Right at the start of my time with Sparklite, I could tell that it’s clearly inspired by classic Legend of Zelda games — and the developers confirmed with me that it was one of the many inspirations for their game. Similar to that of old-school Legend of Zelda games, combat is pretty straightforward in Sparklite — consisting of mostly smacking or shooting enemies down and quickly dodging attacks. With that said, it’s very fluid, tight, and responsive, so any player will be able to get a hang of it rather quickly.
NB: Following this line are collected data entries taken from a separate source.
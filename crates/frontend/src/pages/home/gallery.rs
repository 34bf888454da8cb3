use crate::shared::config::config;
use crate::shared::icons::icon;
use gloo_timers::future::TimeoutFuture;
use leptos::prelude::*;
use wasm_bindgen_futures::spawn_local;

pub const GALLERY_IMAGES: [&str; 16] = [
    "https://i.ibb.co/bBsr0tH/DSC07648.png",
    "https://i.ibb.co/hWt5Ssc/DSC07653.png",
    "https://i.ibb.co/dDN5B2s/DSC07656.png",
    "https://i.ibb.co/yQ8HcsZ/DSC07600.png",
    "https://i.ibb.co/QJM0TMP/DSC07607.png",
    "https://i.ibb.co/HCjwQzC/DSC07612.png",
    "https://i.ibb.co/y03MQVW/DSC07627.png",
    "https://i.ibb.co/2Ff35RM/DSC07632.png",
    "https://i.ibb.co/YLXWMwG/DSC07633.png",
    "https://i.ibb.co/F4gsp42/DSC07639.png",
    "https://i.ibb.co/GMTnJZj/DSC07679.png",
    "https://i.ibb.co/6J7CCBd/DSC07714.png",
    "https://i.ibb.co/XDQ3xZ3/DSC07719.png",
    "https://i.ibb.co/Jq2HMP0/DSC07724.png",
    "https://i.ibb.co/R9CxSjw/DSC07733.png",
    "https://i.ibb.co/NW7C2X7/DSC07737.png",
];

pub const PAGE_SIZE: usize = 3;

/// Window of `step` consecutive images over a list of `len`.
///
/// Moving past either end wraps: forward to the start, backward to the last
/// full window.
#[derive(Debug, Clone, Copy, PartialEq, Eq)]
pub struct GalleryCursor {
    index: usize,
    len: usize,
    step: usize,
}

impl GalleryCursor {
    pub fn new(len: usize, step: usize) -> Self {
        Self {
            index: 0,
            len,
            step: step.max(1),
        }
    }

    pub fn index(&self) -> usize {
        self.index
    }

    pub fn next(&mut self) {
        self.index = if self.index + self.step >= self.len {
            0
        } else {
            self.index + self.step
        };
    }

    pub fn prev(&mut self) {
        self.index = if self.index < self.step {
            self.len.saturating_sub(self.step)
        } else {
            self.index - self.step
        };
    }

    pub fn page_count(&self) -> usize {
        self.len.div_ceil(self.step)
    }

    pub fn active_page(&self) -> usize {
        self.index / self.step
    }

    pub fn go_to_page(&mut self, page: usize) {
        if page < self.page_count() {
            self.index = page * self.step;
        }
    }

    /// Slice of `items` currently shown
    pub fn visible<'a, T>(&self, items: &'a [T]) -> &'a [T] {
        let start = self.index.min(items.len());
        let end = (self.index + self.step).min(items.len());
        &items[start..end]
    }
}

#[component]
pub fn FashionGallery() -> impl IntoView {
    let cursor = RwSignal::new(GalleryCursor::new(GALLERY_IMAGES.len(), PAGE_SIZE));
    let paused = RwSignal::new(false);
    let interval = config().ui.gallery_interval_ms;

    // Auto-advance until the component is gone
    spawn_local(async move {
        loop {
            TimeoutFuture::new(interval).await;
            match paused.try_get_untracked() {
                None => break,
                Some(true) => continue,
                Some(false) => {
                    cursor.try_update(|c| c.next());
                }
            }
        }
    });

    let images = move || {
        cursor.with(|c| {
            let start = c.index();
            c.visible(&GALLERY_IMAGES[..])
                .iter()
                .enumerate()
                .map(|(i, src)| (start + i, *src))
                .collect::<Vec<_>>()
        })
    };

    view! {
        <section class="home-section gallery">
            <div class="home-section__heading">
                <h2>"Latest Collection"</h2>
                <div class="home-section__rule"></div>
            </div>
            <div class="gallery__viewport">
                <button
                    class="button button--icon gallery__nav gallery__nav--prev"
                    aria-label="Previous"
                    on:click=move |_| cursor.update(|c| c.prev())
                >
                    {icon("chevron-left")}
                </button>
                <div class="gallery__track">
                    <For
                        each=images
                        key=|(index, _)| *index
                        children=move |(index, src)| {
                            view! {
                                <div
                                    class="gallery__item"
                                    on:mouseenter=move |_| paused.set(true)
                                    on:mouseleave=move |_| paused.set(false)
                                >
                                    <img src=src alt=format!("Collection item {}", index + 1) loading="lazy" />
                                </div>
                            }
                        }
                    />
                </div>
                <button
                    class="button button--icon gallery__nav gallery__nav--next"
                    aria-label="Next"
                    on:click=move |_| cursor.update(|c| c.next())
                >
                    {icon("chevron-right")}
                </button>
            </div>
            <div class="gallery__dots">
                {move || {
                    let (pages, active) = cursor.with(|c| (c.page_count(), c.active_page()));
                    (0..pages)
                        .map(|page| {
                            let class = if page == active {
                                "gallery__dot gallery__dot--active"
                            } else {
                                "gallery__dot"
                            };
                            view! {
                                <button
                                    class=class
                                    aria-label=format!("Page {}", page + 1)
                                    on:click=move |_| cursor.update(|c| c.go_to_page(page))
                                ></button>
                            }
                        })
                        .collect::<Vec<_>>()
                }}
            </div>
        </section>
    }
}

#[cfg(test)]
mod tests {
    use super::*;

    #[test]
    fn test_next_wraps_to_start() {
        let mut cursor = GalleryCursor::new(16, 3);
        let mut seen = vec![cursor.index()];
        for _ in 0..5 {
            cursor.next();
            seen.push(cursor.index());
        }
        assert_eq!(seen, vec![0, 3, 6, 9, 12, 15]);
        cursor.next();
        assert_eq!(cursor.index(), 0);
    }

    #[test]
    fn test_prev_wraps_to_last_full_window() {
        let mut cursor = GalleryCursor::new(16, 3);
        cursor.prev();
        assert_eq!(cursor.index(), 13);
        assert_eq!(cursor.visible(&GALLERY_IMAGES[..]).len(), 3);
        cursor.prev();
        assert_eq!(cursor.index(), 10);

        let mut short = GalleryCursor::new(2, 3);
        short.prev();
        assert_eq!(short.index(), 0);
    }

    #[test]
    fn test_pages() {
        let mut cursor = GalleryCursor::new(16, 3);
        assert_eq!(cursor.page_count(), 6);
        cursor.go_to_page(5);
        assert_eq!(cursor.index(), 15);
        assert_eq!(cursor.active_page(), 5);
        assert_eq!(cursor.visible(&GALLERY_IMAGES[..]), &GALLERY_IMAGES[15..]);
        cursor.go_to_page(9);
        assert_eq!(cursor.index(), 15);

        cursor.prev();
        assert_eq!(cursor.active_page(), 4);
    }
}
While combat may lean more on the simpler side of things, Sparklite‘s overworld and underworld are massive and have tons of paths to explore, items and resources to gather, and a slew of enemies to fight along the way. Defeating enemies is a necessity in Sparklite as doing so grants the player currency that can be used to upgrade stats or buy new gadgets. Remember how I mentioned that combat was easy to learn? Well, fights in the game are actually pretty challenging. For the build I played, the enemy AI was impressive and definitely kept me on my toes — especially when I fought against a massive lumberjack robot boss with spinning saw blades that sliced away at me and heavy log legs that smashed me down with ease.
Needless to say, death is inevitable in Sparklite, but isn’t all that bad. Yes, death does result in players having to go back to the game’s main hub space, which is Ada’s airship. However, thankfully, players don’t lose everything in their possession after, just some items here and there, so it’s easy to just die, get a chance to get stronger, and try again in Sparklite.
On the flip side, death does make one major change in the game. Every time the player die, the world’s layout changes slightly as earthquakes caused by over-mining shift the landscape. This causes the player’s objective location to change a little. While this sounds like it’d get annoying after a while, I found myself not really minding it all that much, especially because of the game’s handy dandy map. Also, the mechanic causes players to not have to explore the same areas over and over again, which is a nice change of a pace.
Visually, Sparklite is without a doubt one beautifully crafted game. The pixel art is intricately detailed, and the game’s colorful, steampunk vibe is glorious.
I only had a chance to briefly play Sparklite, but I can honestly say that it shines in more ways than one. From its beautifully detailed pixel art style to its vast and unique overworld and underworld, we’re excited to play even more of Sparklite, which is set to release this fall on PC, Mac, Switch, PS4 and Xbox One.